Sherrerd Hall, 3rd floor open space
Princeton, NJ 08544 United States + Google Map

Food and discussion begin at 12:30 pm. Open to current Princeton faculty, staff, and students. Open to members of the public by invitation only. Please contact Jean Butcher at if you are interested in attending a particular lunch.

De-anonymization is identifying the owner of an anonymous piece of data to re-identify the source. Research has shown that it is possible to de-anonymize individuals in large datasets by searching for fingerprints in anonymous data. In this work, we are interested in de-anonymizing programmers by attributing authorship to code samples of unknown authors. Being able to de-anonymize programmers can aid in resolving plagiarism issues, forensic investigations, and copyright-copyleft disputes. However, being able to de-anonymize individuals among thousands is a direct threat to privacy and anonymity.

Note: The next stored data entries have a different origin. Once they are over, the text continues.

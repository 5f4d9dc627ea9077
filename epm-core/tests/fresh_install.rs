// SPDX-License-Identifier: MPL-2.0

//! S1 — fresh install of a trivial dependency graph: resolve, diff against
//! an empty lock, write the manifest back, and read it again.

mod common;

use epm_core::manifest::{AppDependencies, ApplicationManifest, Manifest, Pkg};
use epm_core::plan::{self, InstallPlan};
use epm_core::registry::v2::RegistryV2;
use epm_core::resolver;
use epm_core::version::Range;
use std::collections::BTreeMap;

const INDEX: &str = "\
format 2
elm 0.19.1

package: elm/core
    version: 1.0.5
    status: valid
    license: BSD-3-Clause
    dependencies:
package: elm/html
    version: 1.0.0
    status: valid
    license: BSD-3-Clause
    dependencies:
        elm/core  1.0.0 <= v < 2.0.0
";

fn v(s: &str) -> epm_core::version::Version {
    s.parse().unwrap()
}

fn empty_application() -> ApplicationManifest {
    ApplicationManifest {
        source_directories: vec!["src".to_string()],
        elm_version: v("0.19.1"),
        dependencies: AppDependencies::default(),
        test_dependencies: AppDependencies::default(),
    }
}

#[test]
fn installing_a_package_pulls_in_its_dependency_as_indirect() {
    let registry = RegistryV2::load_from_text(INDEX).unwrap();
    let html = Pkg::new("elm", "html");
    let core = Pkg::new("elm", "core");

    let mut base = BTreeMap::new();
    base.insert(html.clone(), Range::any());
    let solution = resolver::solve(&registry, &base, &BTreeMap::new(), &html).unwrap();
    assert_eq!(solution.get(&html), Some(&v("1.0.0")));
    assert_eq!(solution.get(&core), Some(&v("1.0.5")));

    let plan = InstallPlan::diff(&solution, &BTreeMap::new());
    assert_eq!(plan.additions().count(), 2);

    let mut manifest = empty_application();
    plan::apply_to_application(&mut manifest, &html, false, &solution);
    assert_eq!(manifest.dependencies.direct.get(&html), Some(&v("1.0.0")));
    assert_eq!(manifest.dependencies.indirect.get(&core), Some(&v("1.0.5")));

    let dir = common::temp_dir("fresh-install");
    let path = dir.join("elm.json");
    let wrapped = Manifest::Application(manifest);

    // No prior file was read for a brand new project, so there is no
    // "order it appeared on read" to honor; falls back to field order.
    plan::write_manifest_atomic(&wrapped, &[], &path).unwrap();

    let read_back = Manifest::from_json(&std::fs::read_to_string(&path).unwrap()).unwrap();
    match read_back {
        Manifest::Application(app) => {
            assert_eq!(app.dependencies.direct.get(&html), Some(&v("1.0.0")));
            assert_eq!(app.dependencies.indirect.get(&core), Some(&v("1.0.5")));
        }
        Manifest::Package(_) => panic!("expected an application manifest"),
    }

    // 4-space indent per the project's manifest convention; falls back to
    // field-declaration order when there's no original order to honor.
    let rendered = std::fs::read_to_string(&path).unwrap();
    assert!(rendered.starts_with("{\n    "));
    assert!(rendered.ends_with('\n'));
    let source_dirs_pos = rendered.find("\"source-directories\"").unwrap();
    let test_deps_pos = rendered.find("\"test-dependencies\"").unwrap();
    assert!(source_dirs_pos < test_deps_pos);
}

#[test]
fn rewriting_an_existing_manifest_keeps_its_top_level_key_order() {
    let registry = RegistryV2::load_from_text(INDEX).unwrap();
    let html = Pkg::new("elm", "html");

    let original_text = r#"{
        "type": "application",
        "test-dependencies": {
            "direct": {},
            "indirect": {}
        },
        "dependencies": {
            "direct": {},
            "indirect": {}
        },
        "elm-version": "0.19.1",
        "source-directories": ["src"]
    }"#;
    let order = Manifest::top_level_key_order(original_text).unwrap();
    let mut manifest = match Manifest::from_json(original_text).unwrap() {
        Manifest::Application(app) => app,
        Manifest::Package(_) => panic!("expected an application manifest"),
    };

    let mut base = BTreeMap::new();
    base.insert(html.clone(), Range::any());
    let solution = resolver::solve(&registry, &base, &BTreeMap::new(), &html).unwrap();
    plan::apply_to_application(&mut manifest, &html, false, &solution);

    let dir = common::temp_dir("fresh-install-preserve-order");
    let path = dir.join("elm.json");
    let wrapped = Manifest::Application(manifest);
    plan::write_manifest_atomic(&wrapped, &order, &path).unwrap();

    let rendered = std::fs::read_to_string(&path).unwrap();
    let positions: Vec<usize> = ["test-dependencies", "dependencies", "elm-version", "source-directories"]
        .iter()
        .map(|k| rendered.find(&format!("\"{}\"", k)).unwrap())
        .collect();
    assert!(positions.windows(2).all(|w| w[0] < w[1]));
}
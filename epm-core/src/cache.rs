// SPDX-License-Identifier: MPL-2.0

//! The content-addressed package cache: `packages_dir/<author>/<name>/<version>/`.
//!
//! A version is considered fully downloaded once its `src/` subtree holds
//! at least one file, rather than relying on a separate marker file.

use crate::error::CacheError;
use crate::manifest::Pkg;
use crate::version::Version;
use std::path::{Path, PathBuf};

/// Files (besides the `src/` tree) copied from an extracted source
/// directory into the cache.
const SIDE_FILES: &[&str] = &["elm.json", "docs.json", "LICENSE", "README.md"];

/// Handle onto `<elm_home>/<elm_version>/packages/`.
pub struct CacheStore {
    packages_dir: PathBuf,
}

impl CacheStore {
    /// Build a handle rooted at `<elm_home>/<elm_version>/packages/`.
    pub fn new(elm_home: impl AsRef<Path>, elm_version: &str) -> Self {
        CacheStore {
            packages_dir: elm_home.as_ref().join(elm_version).join("packages"),
        }
    }

    /// The directory a specific version would live in, whether or not it is
    /// actually installed yet.
    pub fn version_dir(&self, pkg: &Pkg, version: &Version) -> PathBuf {
        self.packages_dir
            .join(&pkg.author)
            .join(&pkg.name)
            .join(version.to_string())
    }

    /// Iff the directory exists and its `src/` subdirectory recursively
    /// contains at least one regular file.
    pub fn is_fully_downloaded(&self, pkg: &Pkg, version: &Version) -> bool {
        let src = self.version_dir(pkg, version).join("src");
        directory_has_a_file(&src)
    }

    /// Install a freshly extracted package into the cache, replacing any
    /// existing (necessarily broken, by contract) directory for this
    /// version. Leaves the destination removed if `src/` fails to survive
    /// the copy.
    pub fn install_from_dir(
        &self,
        pkg: &Pkg,
        version: &Version,
        source_dir: &Path,
    ) -> Result<(), CacheError> {
        let author_dir = self.packages_dir.join(&pkg.author).join(&pkg.name);
        std::fs::create_dir_all(&author_dir).map_err(|source| CacheError::Io {
            path: author_dir.display().to_string(),
            source,
        })?;

        let dest = self.version_dir(pkg, version);
        if dest.exists() {
            std::fs::remove_dir_all(&dest).map_err(|source| CacheError::Io {
                path: dest.display().to_string(),
                source,
            })?;
        }
        std::fs::create_dir_all(&dest).map_err(|source| CacheError::Io {
            path: dest.display().to_string(),
            source,
        })?;

        for name in SIDE_FILES {
            let from = source_dir.join(name);
            if from.exists() {
                std::fs::copy(&from, dest.join(name)).map_err(|source| CacheError::Io {
                    path: from.display().to_string(),
                    source,
                })?;
            }
        }
        copy_dir_recursive(&source_dir.join("src"), &dest.join("src")).map_err(|source| {
            CacheError::Io {
                path: source_dir.join("src").display().to_string(),
                source,
            }
        })?;

        if !directory_has_a_file(&dest.join("src")) {
            let _ = std::fs::remove_dir_all(&dest);
            return Err(CacheError::Corrupt(
                pkg.author.clone(),
                pkg.name.clone(),
                *version,
            ));
        }
        tracing::debug!(%pkg, %version, "installed package into cache");
        Ok(())
    }

    /// `true` if already fully-downloaded. Otherwise removes any partial
    /// directory so the caller can re-fetch with a clean slate. The fetcher
    /// never trusts a broken entry, however many coexist.
    pub fn ensure_clean_slot(&self, pkg: &Pkg, version: &Version) -> Result<bool, CacheError> {
        if self.is_fully_downloaded(pkg, version) {
            return Ok(true);
        }
        let dest = self.version_dir(pkg, version);
        if dest.exists() {
            tracing::warn!(%pkg, %version, path = %dest.display(), "removing broken cache entry");
            std::fs::remove_dir_all(&dest).map_err(|source| CacheError::Io {
                path: dest.display().to_string(),
                source,
            })?;
        }
        Ok(false)
    }
}

fn directory_has_a_file(dir: &Path) -> bool {
    walkdir::WalkDir::new(dir)
        .into_iter()
        .filter_map(|entry| entry.ok())
        .any(|entry| entry.file_type().is_file())
}

fn copy_dir_recursive(from: &Path, to: &Path) -> std::io::Result<()> {
    std::fs::create_dir_all(to)?;
    for entry in walkdir::WalkDir::new(from) {
        let entry = entry?;
        let relative = entry.path().strip_prefix(from).expect("entry is under `from`");
        let dest = to.join(relative);
        if entry.file_type().is_dir() {
            std::fs::create_dir_all(&dest)?;
        } else {
            std::fs::copy(entry.path(), &dest)?;
        }
    }
    Ok(())
}

#[cfg(test)]
mod tests {
    use super::*;

    fn temp_dir(name: &str) -> PathBuf {
        let dir = std::env::temp_dir().join(format!("epm-cache-test-{}-{}", name, std::process::id()));
        let _ = std::fs::remove_dir_all(&dir);
        std::fs::create_dir_all(&dir).unwrap();
        dir
    }

    #[test]
    fn empty_src_counts_as_broken() {
        let root = temp_dir("empty-src");
        let src = root.join("src");
        std::fs::create_dir_all(&src).unwrap();
        assert!(!directory_has_a_file(&src));
        std::fs::write(src.join("Main.elm"), b"module Main exposing (..)").unwrap();
        assert!(directory_has_a_file(&src));
    }

    #[test]
    fn install_then_is_fully_downloaded() {
        let root = temp_dir("install");
        let elm_home = root.join("elm_home");
        let source_dir = root.join("extracted");
        std::fs::create_dir_all(source_dir.join("src")).unwrap();
        std::fs::write(source_dir.join("src").join("Main.elm"), b"x").unwrap();
        std::fs::write(source_dir.join("elm.json"), b"{}").unwrap();

        let cache = CacheStore::new(&elm_home, "0.19.1");
        let pkg = Pkg::new("elm", "core");
        let version: Version = "1.0.5".parse().unwrap();
        assert!(!cache.is_fully_downloaded(&pkg, &version));
        cache.install_from_dir(&pkg, &version, &source_dir).unwrap();
        assert!(cache.is_fully_downloaded(&pkg, &version));
        assert!(cache.version_dir(&pkg, &version).join("elm.json").exists());
    }

    #[test]
    fn ensure_clean_slot_removes_broken_directory() {
        let root = temp_dir("broken");
        let elm_home = root.join("elm_home");
        let cache = CacheStore::new(&elm_home, "0.19.1");
        let pkg = Pkg::new("elm", "core");
        let version: Version = "1.0.5".parse().unwrap();
        std::fs::create_dir_all(cache.version_dir(&pkg, &version)).unwrap();
        assert!(!cache.ensure_clean_slot(&pkg, &version).unwrap());
        assert!(!cache.version_dir(&pkg, &version).exists());
    }
}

In this talk, we will examine de-anonymizing programmers from the standpoint of machine learning, which provides methods applicable to code stylometry to model programmers’ coding styles. Stylometry has been known to exist as the study of writing style, which is unique to every author. Similarly, code stylometry shows that coding style is unique to each programmer. Consequently, it is possible to de-anonymize programmers from their coding styles. A source code sample can be represented as a feature vector consisting of stylometric properties of code, such as lexical, layout, and syntactic properties. By using these numeric representations, a machine learning classifier generates a model for each programmer’s style, and attributes authorship to 14,400 anonymous source code samples of 1,600 programmers with 94% correct classification rate, which is a breakthrough in accuracy.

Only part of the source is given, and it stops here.